PROBLEM STATEMENT -
Check every line of the data for the word "different", and copy those that have it.

SUPPLIED ENTRIES -
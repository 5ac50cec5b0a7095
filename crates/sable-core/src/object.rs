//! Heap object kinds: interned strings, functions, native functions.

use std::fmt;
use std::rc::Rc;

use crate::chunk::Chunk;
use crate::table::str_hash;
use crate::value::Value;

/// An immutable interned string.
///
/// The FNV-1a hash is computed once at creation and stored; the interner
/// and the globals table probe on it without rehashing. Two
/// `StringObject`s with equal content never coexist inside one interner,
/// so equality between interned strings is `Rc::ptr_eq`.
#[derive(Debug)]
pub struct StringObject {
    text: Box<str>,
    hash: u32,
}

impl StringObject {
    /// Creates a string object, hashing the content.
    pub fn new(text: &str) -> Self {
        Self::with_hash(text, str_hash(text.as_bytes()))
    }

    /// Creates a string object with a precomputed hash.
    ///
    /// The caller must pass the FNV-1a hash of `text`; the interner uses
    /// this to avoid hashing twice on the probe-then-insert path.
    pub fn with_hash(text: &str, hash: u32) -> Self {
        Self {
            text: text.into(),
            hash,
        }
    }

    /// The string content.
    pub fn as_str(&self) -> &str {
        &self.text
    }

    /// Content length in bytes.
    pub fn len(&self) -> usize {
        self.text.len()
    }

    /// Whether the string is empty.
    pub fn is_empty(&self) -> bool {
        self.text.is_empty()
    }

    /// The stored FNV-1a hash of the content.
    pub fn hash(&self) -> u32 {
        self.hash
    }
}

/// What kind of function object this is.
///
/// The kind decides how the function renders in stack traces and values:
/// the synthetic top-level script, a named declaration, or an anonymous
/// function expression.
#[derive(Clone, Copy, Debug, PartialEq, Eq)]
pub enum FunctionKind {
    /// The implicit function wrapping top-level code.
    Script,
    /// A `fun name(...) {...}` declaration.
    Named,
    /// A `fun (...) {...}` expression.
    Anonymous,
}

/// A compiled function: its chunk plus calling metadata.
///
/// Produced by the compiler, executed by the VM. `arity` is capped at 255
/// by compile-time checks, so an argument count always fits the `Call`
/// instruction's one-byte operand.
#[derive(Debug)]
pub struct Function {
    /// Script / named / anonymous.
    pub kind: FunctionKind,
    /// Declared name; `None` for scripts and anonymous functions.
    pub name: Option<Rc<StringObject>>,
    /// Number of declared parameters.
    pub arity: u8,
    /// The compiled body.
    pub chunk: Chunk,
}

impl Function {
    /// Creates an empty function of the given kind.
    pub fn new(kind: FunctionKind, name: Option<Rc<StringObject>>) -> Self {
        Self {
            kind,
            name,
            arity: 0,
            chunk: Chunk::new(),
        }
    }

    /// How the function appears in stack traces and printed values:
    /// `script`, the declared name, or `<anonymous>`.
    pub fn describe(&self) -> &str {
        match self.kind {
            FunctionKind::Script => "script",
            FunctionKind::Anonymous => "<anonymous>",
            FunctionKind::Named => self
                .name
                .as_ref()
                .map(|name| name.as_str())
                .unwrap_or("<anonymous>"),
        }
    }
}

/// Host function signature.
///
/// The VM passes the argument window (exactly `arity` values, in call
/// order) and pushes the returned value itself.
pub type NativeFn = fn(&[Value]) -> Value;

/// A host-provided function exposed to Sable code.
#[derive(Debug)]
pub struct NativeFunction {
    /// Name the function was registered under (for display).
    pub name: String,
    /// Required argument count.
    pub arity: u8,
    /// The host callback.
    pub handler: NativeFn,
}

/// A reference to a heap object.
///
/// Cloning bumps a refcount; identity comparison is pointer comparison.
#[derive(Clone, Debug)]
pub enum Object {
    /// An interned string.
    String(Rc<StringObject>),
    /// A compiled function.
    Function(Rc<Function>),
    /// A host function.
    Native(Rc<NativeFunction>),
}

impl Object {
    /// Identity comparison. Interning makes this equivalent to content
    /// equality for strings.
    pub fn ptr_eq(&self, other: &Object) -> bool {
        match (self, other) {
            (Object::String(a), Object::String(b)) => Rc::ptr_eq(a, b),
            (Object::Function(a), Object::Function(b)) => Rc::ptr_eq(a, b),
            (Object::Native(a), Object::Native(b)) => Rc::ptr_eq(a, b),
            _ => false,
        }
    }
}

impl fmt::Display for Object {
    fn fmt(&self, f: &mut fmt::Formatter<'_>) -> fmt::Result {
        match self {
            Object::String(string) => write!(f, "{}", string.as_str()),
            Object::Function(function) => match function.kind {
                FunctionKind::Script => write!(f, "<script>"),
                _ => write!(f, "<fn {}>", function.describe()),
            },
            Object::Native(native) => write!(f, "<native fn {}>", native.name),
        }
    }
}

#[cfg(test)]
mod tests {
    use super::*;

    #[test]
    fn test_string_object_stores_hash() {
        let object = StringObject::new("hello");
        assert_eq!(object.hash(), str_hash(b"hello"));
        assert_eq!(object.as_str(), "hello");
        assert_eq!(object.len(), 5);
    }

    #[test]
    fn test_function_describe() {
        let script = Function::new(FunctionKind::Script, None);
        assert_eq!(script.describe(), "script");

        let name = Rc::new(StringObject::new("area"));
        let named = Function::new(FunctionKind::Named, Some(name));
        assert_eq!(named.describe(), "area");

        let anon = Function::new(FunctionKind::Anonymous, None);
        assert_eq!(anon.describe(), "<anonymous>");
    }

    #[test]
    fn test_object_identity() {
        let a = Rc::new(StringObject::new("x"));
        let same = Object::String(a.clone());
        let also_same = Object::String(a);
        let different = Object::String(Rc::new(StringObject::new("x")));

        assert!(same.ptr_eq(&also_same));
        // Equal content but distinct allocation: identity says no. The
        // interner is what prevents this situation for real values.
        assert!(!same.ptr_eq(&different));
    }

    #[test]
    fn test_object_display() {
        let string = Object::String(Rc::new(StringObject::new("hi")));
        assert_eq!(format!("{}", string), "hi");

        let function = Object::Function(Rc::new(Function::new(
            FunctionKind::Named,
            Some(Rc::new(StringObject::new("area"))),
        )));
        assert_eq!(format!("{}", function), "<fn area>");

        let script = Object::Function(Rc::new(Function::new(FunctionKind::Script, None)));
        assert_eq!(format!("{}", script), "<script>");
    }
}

* * *

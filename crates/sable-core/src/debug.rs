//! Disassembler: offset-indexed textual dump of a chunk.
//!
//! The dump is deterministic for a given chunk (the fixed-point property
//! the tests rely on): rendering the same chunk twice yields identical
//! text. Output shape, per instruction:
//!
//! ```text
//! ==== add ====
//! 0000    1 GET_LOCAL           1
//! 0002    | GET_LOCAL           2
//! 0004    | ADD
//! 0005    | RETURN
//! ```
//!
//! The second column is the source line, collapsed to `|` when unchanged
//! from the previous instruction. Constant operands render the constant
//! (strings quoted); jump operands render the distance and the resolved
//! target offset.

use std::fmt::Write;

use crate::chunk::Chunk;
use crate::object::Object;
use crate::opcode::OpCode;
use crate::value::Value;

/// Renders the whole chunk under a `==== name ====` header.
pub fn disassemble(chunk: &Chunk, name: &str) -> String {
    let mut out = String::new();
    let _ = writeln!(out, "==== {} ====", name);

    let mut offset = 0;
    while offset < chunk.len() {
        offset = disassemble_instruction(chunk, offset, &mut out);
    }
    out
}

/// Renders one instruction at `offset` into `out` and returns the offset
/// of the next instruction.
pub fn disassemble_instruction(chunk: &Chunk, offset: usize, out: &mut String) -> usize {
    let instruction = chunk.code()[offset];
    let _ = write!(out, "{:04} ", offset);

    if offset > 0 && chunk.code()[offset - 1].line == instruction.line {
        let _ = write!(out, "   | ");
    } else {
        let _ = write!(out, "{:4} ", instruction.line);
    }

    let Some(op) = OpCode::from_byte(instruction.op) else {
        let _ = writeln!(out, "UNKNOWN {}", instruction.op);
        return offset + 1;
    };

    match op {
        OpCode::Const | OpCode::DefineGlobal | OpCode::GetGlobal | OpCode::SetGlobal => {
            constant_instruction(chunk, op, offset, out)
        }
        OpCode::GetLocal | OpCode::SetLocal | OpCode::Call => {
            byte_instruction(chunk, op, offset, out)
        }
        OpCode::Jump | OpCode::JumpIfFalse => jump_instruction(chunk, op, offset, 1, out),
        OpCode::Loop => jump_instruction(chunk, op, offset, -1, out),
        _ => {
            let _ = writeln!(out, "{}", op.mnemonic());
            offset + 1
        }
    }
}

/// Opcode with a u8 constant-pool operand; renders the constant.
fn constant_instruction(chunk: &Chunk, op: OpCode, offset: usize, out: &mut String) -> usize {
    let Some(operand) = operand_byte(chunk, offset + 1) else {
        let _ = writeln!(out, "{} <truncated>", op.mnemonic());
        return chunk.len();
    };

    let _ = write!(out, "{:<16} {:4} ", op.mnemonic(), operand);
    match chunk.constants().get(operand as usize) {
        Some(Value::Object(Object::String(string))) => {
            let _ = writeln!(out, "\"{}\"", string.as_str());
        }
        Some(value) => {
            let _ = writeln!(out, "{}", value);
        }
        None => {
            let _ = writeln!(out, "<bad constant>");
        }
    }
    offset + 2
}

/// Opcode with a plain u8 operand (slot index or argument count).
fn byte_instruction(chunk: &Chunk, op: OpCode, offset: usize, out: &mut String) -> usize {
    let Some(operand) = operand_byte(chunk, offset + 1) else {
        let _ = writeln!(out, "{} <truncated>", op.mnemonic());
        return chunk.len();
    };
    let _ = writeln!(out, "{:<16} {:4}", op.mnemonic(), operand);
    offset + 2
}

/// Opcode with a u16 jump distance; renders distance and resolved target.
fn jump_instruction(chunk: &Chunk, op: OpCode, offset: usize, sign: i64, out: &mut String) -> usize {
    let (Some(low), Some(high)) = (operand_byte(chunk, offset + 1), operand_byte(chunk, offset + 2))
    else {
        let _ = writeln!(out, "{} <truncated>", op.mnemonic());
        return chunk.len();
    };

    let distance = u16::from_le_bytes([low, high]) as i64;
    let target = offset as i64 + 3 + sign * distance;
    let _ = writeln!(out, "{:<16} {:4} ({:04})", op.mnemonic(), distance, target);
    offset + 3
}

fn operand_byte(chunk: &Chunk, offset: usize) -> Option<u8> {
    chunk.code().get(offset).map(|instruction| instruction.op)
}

YOUR RESPONSE -
        let different = Object::String(Rc::new(StringObject::new("x")));
        assert!(!same.ptr_eq(&different));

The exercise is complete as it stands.